カフェ・ブレイク
花の盛りの春の宵夢。

幸せいっぱい、ムード満点の、絵に描いたような新婚初夜。

お相手も、この上なく極上の旦那様。
家柄は中世まで遡れるという豪族上がりの元造り酒屋の長男で、本人は防衛大学校出の海上自衛隊幹部。
護衛艦勤務ではなく経理補給幹部、つまり庁舎での後方勤務なので、普通のサラリーマンのように朝に出勤して夜には帰宅できる。
……北朝鮮やアメリカの動き次第で、帰れなくなることも多々あるが。

何より、お人柄がいい……と思う。
昔の武骨な軍人のようで、言葉が少なくて無表情で、一見、何を考えているかよくわからない。
でも、いつも礼儀正しく紳士的で、優しい。
こんなにも穏やかなヒトが、職業軍人だなんて不思議な気がするけれど、防衛大学校がとても偏差値の高いエリート養成所だと聞くと納得できる。

あかん……のぼせそう。
意を決して、私は浴槽から出た。

バスローブを着て、髪をタオルで拭きながら夫に声を掛けた。
「お先です。栄一さんも、どうぞ。」

夫は、とても海の男には見えない色白の肌を臆面もなくさらしていた。
……目のやり場に困る。

「いってきます。くつろいでいてください。

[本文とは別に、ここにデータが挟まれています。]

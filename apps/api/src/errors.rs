use axum::{
    http::StatusCode,
    response::{IntoResponse, Response},
    Json,
};
use serde_json::json;
use thiserror::Error;

/// Application-level error type.
/// Implements `IntoResponse` so Axum handlers can return `Result<T, AppError>`.
///
/// Deliberately small: fetch failures are board state, not HTTP errors, and
/// persistence failures degrade to log lines. What remains is bad input.
#[derive(Debug, Error)]
pub enum AppError {
    #[error("Validation error: {0}")]
    Validation(String),
}

impl IntoResponse for AppError {
    fn into_response(self) -> Response {
        let (status, code, message) = match &self {
            AppError::Validation(msg) => (StatusCode::BAD_REQUEST, "VALIDATION_ERROR", msg.clone()),
        };

        let body = Json(json!({
            "error": {
                "code": code,
                "message": message
            }
        }));

        (status, body).into_response()
    }
}

#[cfg(test)]
mod tests {
    use super::*;

    #[test]
    fn test_validation_error_maps_to_400() {
        let response = AppError::Validation("bad id".to_string()).into_response();
        assert_eq!(response.status(), StatusCode::BAD_REQUEST);
    }
}
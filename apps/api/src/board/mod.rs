// The board owns both job collections and every filter, decides when a
// fetch is warranted, and derives the one list the presentation layer
// shows. All mutation goes through the intent methods here; handlers only
// translate HTTP into them.

pub mod derive;
pub mod handlers;

use std::collections::HashSet;

use serde::{Deserialize, Serialize};

use crate::listings::FetchError;
use crate::models::job::{JobCategory, JobLanguage, JobListing, SavedJob};

/// Which collection feeds the derived view.
#[derive(Debug, Clone, Copy, PartialEq, Eq, Serialize, Deserialize)]
#[serde(rename_all = "lowercase")]
pub enum View {
    Search,
    Saved,
}

/// The filter values captured at the moment a fetch is issued. A resolved
/// fetch whose tag no longer matches the current filters is discarded
/// wholesale, so a late reply to a superseded request can never clobber the
/// user's latest intent.
#[derive(Debug, Clone, Copy, PartialEq, Eq)]
pub struct FetchTag {
    pub category: JobCategory,
    pub language: JobLanguage,
}

/// One derived row: the record plus its presentation flags.
#[derive(Debug, Clone, Serialize)]
pub struct JobCard {
    #[serde(flatten)]
    pub listing: JobListing,
    /// Present only for rows drawn from the saved collection.
    #[serde(skip_serializing_if = "Option::is_none")]
    pub applied: Option<bool>,
    pub saved: bool,
}

/// Everything the presentation layer renders, recomputed on every request.
#[derive(Debug, Clone, Serialize)]
#[serde(rename_all = "camelCase")]
pub struct BoardSnapshot {
    pub jobs: Vec<JobCard>,
    pub view: View,
    pub category: JobCategory,
    pub russian: bool,
    pub search_term: String,
    pub loading: bool,
    #[serde(skip_serializing_if = "Option::is_none")]
    pub error: Option<String>,
    pub saved_count: usize,
}

pub struct JobBoard {
    fetched: Vec<JobListing>,
    saved: Vec<SavedJob>,
    view: View,
    category: JobCategory,
    russian: bool,
    search_term: String,
    /// Tag of the in-flight fetch, if any. Drives the `loading` flag.
    pending: Option<FetchTag>,
    /// Tag of the most recently issued fetch, resolved or not. Guards
    /// against re-fetching filters that were already attempted, which is
    /// what keeps failures from turning into automatic retry loops.
    last_attempt: Option<FetchTag>,
    /// User-visible message from the last failed fetch for the current tag.
    error: Option<String>,
}

impl JobBoard {
    pub fn new(saved: Vec<SavedJob>) -> Self {
        Self {
            fetched: Vec::new(),
            saved,
            view: View::Search,
            category: JobCategory::AI,
            russian: false,
            search_term: String::new(),
            pending: None,
            last_attempt: None,
            error: None,
        }
    }

    fn current_tag(&self) -> FetchTag {
        FetchTag {
            category: self.category,
            language: JobLanguage::from_russian(self.russian),
        }
    }

    /// Marks a fetch as issued for the current filters. Every trigger path
    /// funnels through here so the loading/error flags and the supersession
    /// bookkeeping stay in one place.
    fn begin_fetch(&mut self) -> FetchTag {
        let tag = self.current_tag();
        self.pending = Some(tag);
        self.last_attempt = Some(tag);
        self.error = None;
        tag
    }

    /// Applies a resolved fetch. A stale tag is dropped without touching
    /// anything except the loading flag. A failure for the current tag
    /// keeps the previous listings visible and records the message.
    pub fn complete_fetch(&mut self, tag: FetchTag, result: Result<Vec<JobListing>, FetchError>) {
        if self.pending == Some(tag) {
            self.pending = None;
        }
        if tag != self.current_tag() {
            return;
        }

        match result {
            Ok(jobs) => {
                self.fetched = jobs;
                self.error = None;
            }
            Err(e) => {
                self.error = Some(e.to_string());
            }
        }
    }

    /// Category selector. Returns the tag to fetch when the change warrants
    /// a new request (never while the saved view is active, never when the
    /// value did not change).
    pub fn set_category(&mut self, category: JobCategory) -> Option<FetchTag> {
        if self.category == category {
            return None;
        }
        self.category = category;
        (self.view == View::Search).then(|| self.begin_fetch())
    }

    /// Language toggle with the same contract as `set_category`.
    pub fn set_language(&mut self, russian: bool) -> Option<FetchTag> {
        if self.russian == russian {
            return None;
        }
        self.russian = russian;
        (self.view == View::Search).then(|| self.begin_fetch())
    }

    /// Switches the active view. Entering the search view refetches only if
    /// the current filters were never attempted, so flipping back and forth
    /// does not hammer the service.
    pub fn set_view(&mut self, view: View) -> Option<FetchTag> {
        if self.view == view {
            return None;
        }
        self.view = view;
        self.ensure_fresh()
    }

    /// Purely local: the derived view recomputes, nothing is fetched.
    pub fn set_search_term(&mut self, term: String) {
        self.search_term = term;
    }

    /// Explicit retry affordance for the current filters.
    pub fn refresh(&mut self) -> Option<FetchTag> {
        (self.view == View::Search).then(|| self.begin_fetch())
    }

    /// Lazy initial fetch: fires only in the search view and only when the
    /// current filters have never been attempted. Serving snapshots through
    /// this cannot retry a failed fetch behind the user's back.
    pub fn ensure_fresh(&mut self) -> Option<FetchTag> {
        if self.view == View::Search && self.last_attempt != Some(self.current_tag()) {
            return Some(self.begin_fetch());
        }
        None
    }

    /// Appends a copy of `listing` with `applied` reset to false, unless
    /// that id is already saved. Returns whether the collection changed.
    pub fn save_job(&mut self, listing: JobListing) -> bool {
        if self.saved.iter().any(|j| j.listing.id == listing.id) {
            return false;
        }
        self.saved.push(SavedJob::new(listing));
        true
    }

    /// Removes the saved record with `id`. Absent ids are a no-op.
    pub fn remove_job(&mut self, id: &str) -> bool {
        let before = self.saved.len();
        self.saved.retain(|j| j.listing.id != id);
        self.saved.len() != before
    }

    /// Flips the applied flag on the saved record with `id`, if present.
    pub fn toggle_applied(&mut self, id: &str) -> bool {
        match self.saved.iter_mut().find(|j| j.listing.id == id) {
            Some(job) => {
                job.applied = !job.applied;
                true
            }
            None => false,
        }
    }

    /// Insertion-ordered saved collection, as persisted.
    pub fn saved(&self) -> &[SavedJob] {
        &self.saved
    }

    /// Derives the full presentation state from the current collections and
    /// filters. Never mutates; two calls without an intervening intent
    /// produce identical snapshots.
    pub fn snapshot(&self) -> BoardSnapshot {
        let jobs = match self.view {
            View::Search => {
                let saved_ids: HashSet<&str> =
                    self.saved.iter().map(|j| j.listing.id.as_str()).collect();
                derive::derive_search_view(&self.fetched, &self.search_term)
                    .into_iter()
                    .map(|listing| JobCard {
                        saved: saved_ids.contains(listing.id.as_str()),
                        applied: None,
                        listing,
                    })
                    .collect()
            }
            View::Saved => derive::derive_saved_view(&self.saved, &self.search_term)
                .into_iter()
                .map(|job| JobCard {
                    applied: Some(job.applied),
                    saved: true,
                    listing: job.listing,
                })
                .collect(),
        };

        BoardSnapshot {
            jobs,
            view: self.view,
            category: self.category,
            russian: self.russian,
            search_term: self.search_term.clone(),
            loading: self.pending.is_some(),
            // Fetch errors belong to the search view; the saved view is
            // fully local and never shows one.
            error: match self.view {
                View::Search => self.error.clone(),
                View::Saved => None,
            },
            saved_count: self.saved.len(),
        }
    }
}
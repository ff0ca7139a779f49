use anyhow::{Context, Result};

use crate::genai::DEFAULT_MODEL;

/// Application configuration loaded from environment variables.
/// Startup fails if required variables are missing.
#[derive(Debug, Clone)]
pub struct Config {
    pub gemini_api_key: String,
    pub genai_model: String,
    pub data_dir: String,
    pub port: u16,
    pub rust_log: String,
}

impl Config {
    pub fn from_env() -> Result<Self> {
        dotenvy::dotenv().ok(); // load .env if present; ignore if missing

        Ok(Config {
            gemini_api_key: require_env("GEMINI_API_KEY")?,
            genai_model: std::env::var("GENAI_MODEL").unwrap_or_else(|_| DEFAULT_MODEL.to_string()),
            data_dir: std::env::var("DATA_DIR").unwrap_or_else(|_| "./data".to_string()),
            port: std::env::var("PORT")
                .unwrap_or_else(|_| "8080".to_string())
                .parse::<u16>()
                .context("PORT must be a valid port number")?,
            rust_log: std::env::var("RUST_LOG").unwrap_or_else(|_| "info".to_string()),
        })
    }
}

fn require_env(key: &str) -> Result<String> {
    std::env::var(key).with_context(|| format!("Required environment variable '{key}' is not set"))
}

」
そう言い置いて、夫は浴室へと消えた。


くつろぐも何も、夫は3分かからずに部屋に戻ってきた。
早っ!
……そういえば食事も早いけど、これも職業病なのだろうか。

まだ髪も乾いてないのに、私は夫にお姫さま抱っこをされてベッドへと運ばれた。
大きな目にバシバシのまつげが忙しく上下して、夫の緊張と興奮を窺い知ることができた。

……もしかして、このヒト……童貞……まさかね?

まさか……え?……マジ?
驚くほどぎこちない。
何をどう触ればいいのかも、わからないとか?

てか、一生懸命触れてくるのだけれど、ずれてるというか……困ったわ。

そう言えば、キスもしてない。
本当の意味で童貞かどうかはわからないけれど、少なくとも素人童貞なことは間違いなさそう。

夫に気づかれないように、腰を浮かせたり、少し捻ったり、横にずらしたり……微調整を重ねる。

え!?
もう入れるの?

え?
え?

え?何?

入ってるの?入ってないの?

え!?

えええっ!?

終わったの?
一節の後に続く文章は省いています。